:: Data for this task ::

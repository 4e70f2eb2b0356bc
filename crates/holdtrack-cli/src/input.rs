//! Fund history files.
//!
//! A history file is one JSON document per fund:
//!
//! ```json
//! {
//!   "fund_id": "0001067983",
//!   "fund_name": "BERKSHIRE HATHAWAY INC",
//!   "filings": [
//!     {
//!       "filing_id": "0000950123-24-011775",
//!       "period": "2024-09-30",
//!       "filed_on": "2024-11-14",
//!       "holdings": [
//!         { "issuer_name": "APPLE INC", "title_of_class": "COM",
//!           "cusip": "037833100", "value_usd": 69900000000 }
//!       ]
//!     }
//!   ]
//! }
//! ```

use std::fs;
use std::path::Path;

use chrono::NaiveDate;
use holdtrack_core::{
    load_fund_history, FilingMeta, FilingSnapshot, Holding, InMemoryFilingSource,
};
use serde::Deserialize;

use crate::cli::HistoryArgs;
use crate::error::{CliError, CliResult};

/// One fund and its filings, in any order.
#[derive(Debug, Clone, Deserialize)]
pub struct FundFile {
    /// Filer CIK.
    pub fund_id: String,

    /// Filer name.
    #[serde(default)]
    pub fund_name: Option<String>,

    /// Filings, originals and amendments.
    #[serde(default)]
    pub filings: Vec<FilingRecord>,
}

/// One filing inside a history file.
#[derive(Debug, Clone, Deserialize)]
pub struct FilingRecord {
    /// Accession number.
    pub filing_id: String,

    /// Period of report.
    pub period: NaiveDate,

    /// Acceptance date.
    #[serde(default)]
    pub filed_on: Option<NaiveDate>,

    /// True for `13F-HR/A` filings.
    #[serde(default)]
    pub is_amendment: bool,

    /// Information-table rows.
    #[serde(default)]
    pub holdings: Vec<Holding>,
}

impl FundFile {
    /// Reads a history file from disk.
    pub fn read(path: &Path) -> CliResult<Self> {
        let content = fs::read_to_string(path).map_err(|source| CliError::Read {
            path: path.to_path_buf(),
            source,
        })?;
        Self::parse(&content).map_err(|reason| CliError::InvalidInput {
            path: path.to_path_buf(),
            reason,
        })
    }

    /// Parses and validates a history document.
    pub fn parse(content: &str) -> Result<Self, String> {
        let file: Self = serde_json::from_str(content).map_err(|e| e.to_string())?;

        for filing in &file.filings {
            for holding in &filing.holdings {
                holding
                    .validate()
                    .map_err(|e| format!("filing {}: {e}", filing.filing_id))?;
            }
        }
        Ok(file)
    }

    /// Converts the records into snapshots tagged with this fund.
    pub fn into_snapshots(self) -> Vec<FilingSnapshot> {
        let Self {
            fund_id,
            fund_name,
            filings,
        } = self;

        filings
            .into_iter()
            .map(|record| {
                let mut meta = FilingMeta::new(record.filing_id, fund_id.clone(), record.period);
                if let Some(name) = &fund_name {
                    meta = meta.with_fund_name(name.clone());
                }
                if let Some(filed_on) = record.filed_on {
                    meta = meta.with_filed_on(filed_on);
                }
                if record.is_amendment {
                    meta = meta.amended();
                }
                FilingSnapshot::new(meta, record.holdings)
            })
            .collect()
    }
}

/// Loads the selected filing history, newest period first.
pub fn load_history(args: &HistoryArgs) -> CliResult<Vec<FilingSnapshot>> {
    let file = FundFile::read(&args.input)?;
    let fund_id = file.fund_id.clone();
    let source = InMemoryFilingSource::from_snapshots(file.into_snapshots());

    if source.filing_count() == 0 {
        return Err(CliError::NoFilings(fund_id));
    }

    let history = load_fund_history(&source, &fund_id, args.periods, args.original_only)?;
    if history.is_empty() {
        return Err(CliError::NoFilings(fund_id));
    }

    tracing::info!(
        fund_id = %fund_id,
        filings = history.len(),
        "Loaded filing history"
    );
    Ok(history)
}
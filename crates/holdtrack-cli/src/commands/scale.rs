//! Scale command implementation.
//!
//! Lists starter positions that have since grown into material holdings.

use anyhow::Result;
use clap::Args;
use serde::Serialize;
use tabled::Tabled;

use holdtrack_core::{ScaledPosition, SignalDetector};

use crate::cli::{HistoryArgs, OutputFormat};
use crate::commands::history_diffs;
use crate::config::Settings;
use crate::input::load_history;
use crate::output::{format_percent, format_usd, print_header, print_json, print_output};

/// Arguments for the scale command.
#[derive(Args, Debug)]
pub struct ScaleArgs {
    #[command(flatten)]
    pub history: HistoryArgs,
}

#[derive(Debug, Serialize, Tabled)]
struct ScaledRow {
    #[tabled(rename = "Issuer")]
    issuer: String,
    #[tabled(rename = "CUSIP")]
    cusip: String,
    #[tabled(rename = "Started")]
    start_period: String,
    #[tabled(rename = "Start Value")]
    start_value: String,
    #[tabled(rename = "Start Weight")]
    start_weight: String,
    #[tabled(rename = "Current Value")]
    current_value: String,
    #[tabled(rename = "Current Weight")]
    current_weight: String,
    #[tabled(rename = "Growth")]
    growth: String,
}

impl From<&ScaledPosition> for ScaledRow {
    fn from(p: &ScaledPosition) -> Self {
        Self {
            issuer: p.issuer_name.clone(),
            cusip: p.cusip.clone(),
            start_period: p.start_period.to_string(),
            start_value: format_usd(p.start_value),
            start_weight: format_percent(p.start_weight),
            current_value: format_usd(p.current_value),
            current_weight: format_percent(p.current_weight),
            growth: format_percent(p.growth_rate),
        }
    }
}

/// Execute the scale command.
pub fn execute(args: ScaleArgs, settings: &Settings, format: OutputFormat) -> Result<()> {
    let history = load_history(&args.history)?;
    let diffs = history_diffs(&history, settings);

    let detector = SignalDetector::new(settings.theme_rules(), settings.signals.clone());
    let scaled = detector.starter_to_scale(&diffs);

    match format {
        OutputFormat::Json => print_json(&scaled)?,
        OutputFormat::Minimal => {
            for p in &scaled {
                println!(
                    "{} {} {}",
                    p.issuer_name,
                    p.start_period,
                    format_percent(p.growth_rate)
                );
            }
        }
        OutputFormat::Table | OutputFormat::Csv => {
            if format == OutputFormat::Table {
                print_header("Starters Scaled Up");
            }
            let rows: Vec<ScaledRow> = scaled.iter().map(ScaledRow::from).collect();
            print_output(&rows, format)?;
        }
    }

    Ok(())
}
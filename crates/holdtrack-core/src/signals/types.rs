//! Signal records.

use chrono::NaiveDate;
use serde::{Deserialize, Serialize};

/// Pattern a signal reports.
#[derive(Debug, Clone, Copy, PartialEq, Eq, Hash, Serialize, Deserialize)]
#[serde(rename_all = "snake_case")]
pub enum SignalType {
    /// Several consecutive quarterly increases.
    ConsistentAccumulator,
    /// A run of increases followed by a decrease.
    BuildThenTrim,
    /// Opened and closed again within a short window.
    OneQuarterProbe,
    /// Top-5 concentration moved between the oldest and newest diff.
    ConcentrationShift,
    /// Several new starters in one theme in a single quarter.
    ThemeEmergence,
}

impl SignalType {
    /// Returns the snake_case tag.
    #[must_use]
    pub fn name(&self) -> &'static str {
        match self {
            Self::ConsistentAccumulator => "consistent_accumulator",
            Self::BuildThenTrim => "build_then_trim",
            Self::OneQuarterProbe => "one_quarter_probe",
            Self::ConcentrationShift => "concentration_shift",
            Self::ThemeEmergence => "theme_emergence",
        }
    }
}

impl std::fmt::Display for SignalType {
    fn fmt(&self, f: &mut std::fmt::Formatter<'_>) -> std::fmt::Result {
        write!(f, "{}", self.name())
    }
}

/// Signal strength. Orders strongest first.
#[derive(Debug, Clone, Copy, PartialEq, Eq, PartialOrd, Ord, Hash, Serialize, Deserialize)]
#[serde(rename_all = "lowercase")]
pub enum Strength {
    /// Strong.
    Strong,
    /// Moderate.
    Moderate,
    /// Weak.
    Weak,
}

impl Strength {
    /// Returns the lowercase tag.
    #[must_use]
    pub fn name(&self) -> &'static str {
        match self {
            Self::Strong => "strong",
            Self::Moderate => "moderate",
            Self::Weak => "weak",
        }
    }
}

impl std::fmt::Display for Strength {
    fn fmt(&self, f: &mut std::fmt::Formatter<'_>) -> std::fmt::Result {
        write!(f, "{}", self.name())
    }
}

/// Direction of a concentration shift.
#[derive(Debug, Clone, Copy, PartialEq, Eq, Hash, Serialize, Deserialize)]
#[serde(rename_all = "lowercase")]
pub enum ShiftDirection {
    /// The portfolio became more concentrated.
    Increased,
    /// The portfolio became less concentrated.
    Decreased,
}

impl ShiftDirection {
    /// Returns the lowercase tag.
    #[must_use]
    pub fn name(&self) -> &'static str {
        match self {
            Self::Increased => "increased",
            Self::Decreased => "decreased",
        }
    }
}

impl std::fmt::Display for ShiftDirection {
    fn fmt(&self, f: &mut std::fmt::Formatter<'_>) -> std::fmt::Result {
        write!(f, "{}", self.name())
    }
}

/// Type-specific figures attached to a signal.
///
/// Serialized without a tag, so JSON carries only the fields of the variant.
#[derive(Debug, Clone, PartialEq, Serialize, Deserialize)]
#[serde(untagged)]
pub enum SignalDetails {
    /// Longest run of consecutive increases.
    Accumulator {
        /// Run length.
        consecutive_increases: usize,
    },
    /// Increases before the trim.
    BuildThenTrim {
        /// Build length.
        build_quarters: usize,
    },
    /// Quarters between open and close, inclusive.
    Probe {
        /// Holding period in quarters.
        quarters_held: usize,
    },
    /// Concentration before and after.
    ConcentrationShift {
        /// Absolute change in top-5 concentration.
        concentration_change: f64,
        /// Sign of the change.
        direction: ShiftDirection,
        /// Top-5 concentration of the oldest diff.
        from: f64,
        /// Top-5 concentration of the newest diff.
        to: f64,
    },
    /// Theme and member count.
    Theme {
        /// Theme name.
        cluster: String,
        /// Number of new starters in the theme.
        count: usize,
    },
}

/// A multi-quarter pattern found in a fund's diff history.
#[derive(Debug, Clone, PartialEq, Serialize, Deserialize)]
pub struct Signal {
    /// Pattern.
    pub signal_type: SignalType,
    /// One-line summary.
    pub description: String,
    /// Issuer names involved.
    pub holdings: Vec<String>,
    /// Periods involved, oldest first.
    pub quarters: Vec<NaiveDate>,
    /// Strength.
    pub strength: Strength,
    /// Type-specific figures.
    pub details: SignalDetails,
}

#[cfg(test)]
mod tests {
    use super::*;

    #[test]
    fn test_strength_orders_strong_first() {
        let mut v = vec![Strength::Weak, Strength::Strong, Strength::Moderate];
        v.sort();
        assert_eq!(v, vec![Strength::Strong, Strength::Moderate, Strength::Weak]);
    }

    #[test]
    fn test_serialized_tags() {
        assert_eq!(
            serde_json::to_string(&SignalType::OneQuarterProbe).unwrap(),
            "\"one_quarter_probe\""
        );
        assert_eq!(serde_json::to_string(&Strength::Moderate).unwrap(), "\"moderate\"");

        let details = SignalDetails::Accumulator {
            consecutive_increases: 4,
        };
        assert_eq!(
            serde_json::to_string(&details).unwrap(),
            r#"{"consecutive_increases":4}"#
        );
    }

    #[test]
    fn test_untagged_details_roundtrip() {
        let details = SignalDetails::ConcentrationShift {
            concentration_change: 0.07,
            direction: ShiftDirection::Decreased,
            from: 0.6,
            to: 0.53,
        };
        let json = serde_json::to_string(&details).unwrap();
        assert!(json.contains("\"direction\":\"decreased\""));
        let back: SignalDetails = serde_json::from_str(&json).unwrap();
        assert_eq!(back, details);
    }
}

:::

» **Work order**
Using the listing above, gather each line that holds the string "struct" and copy it.

» **Task response**
pub struct FundFile {
pub struct FilingRecord {
pub struct ScaleArgs {
struct ScaledRow {
pub struct Signal {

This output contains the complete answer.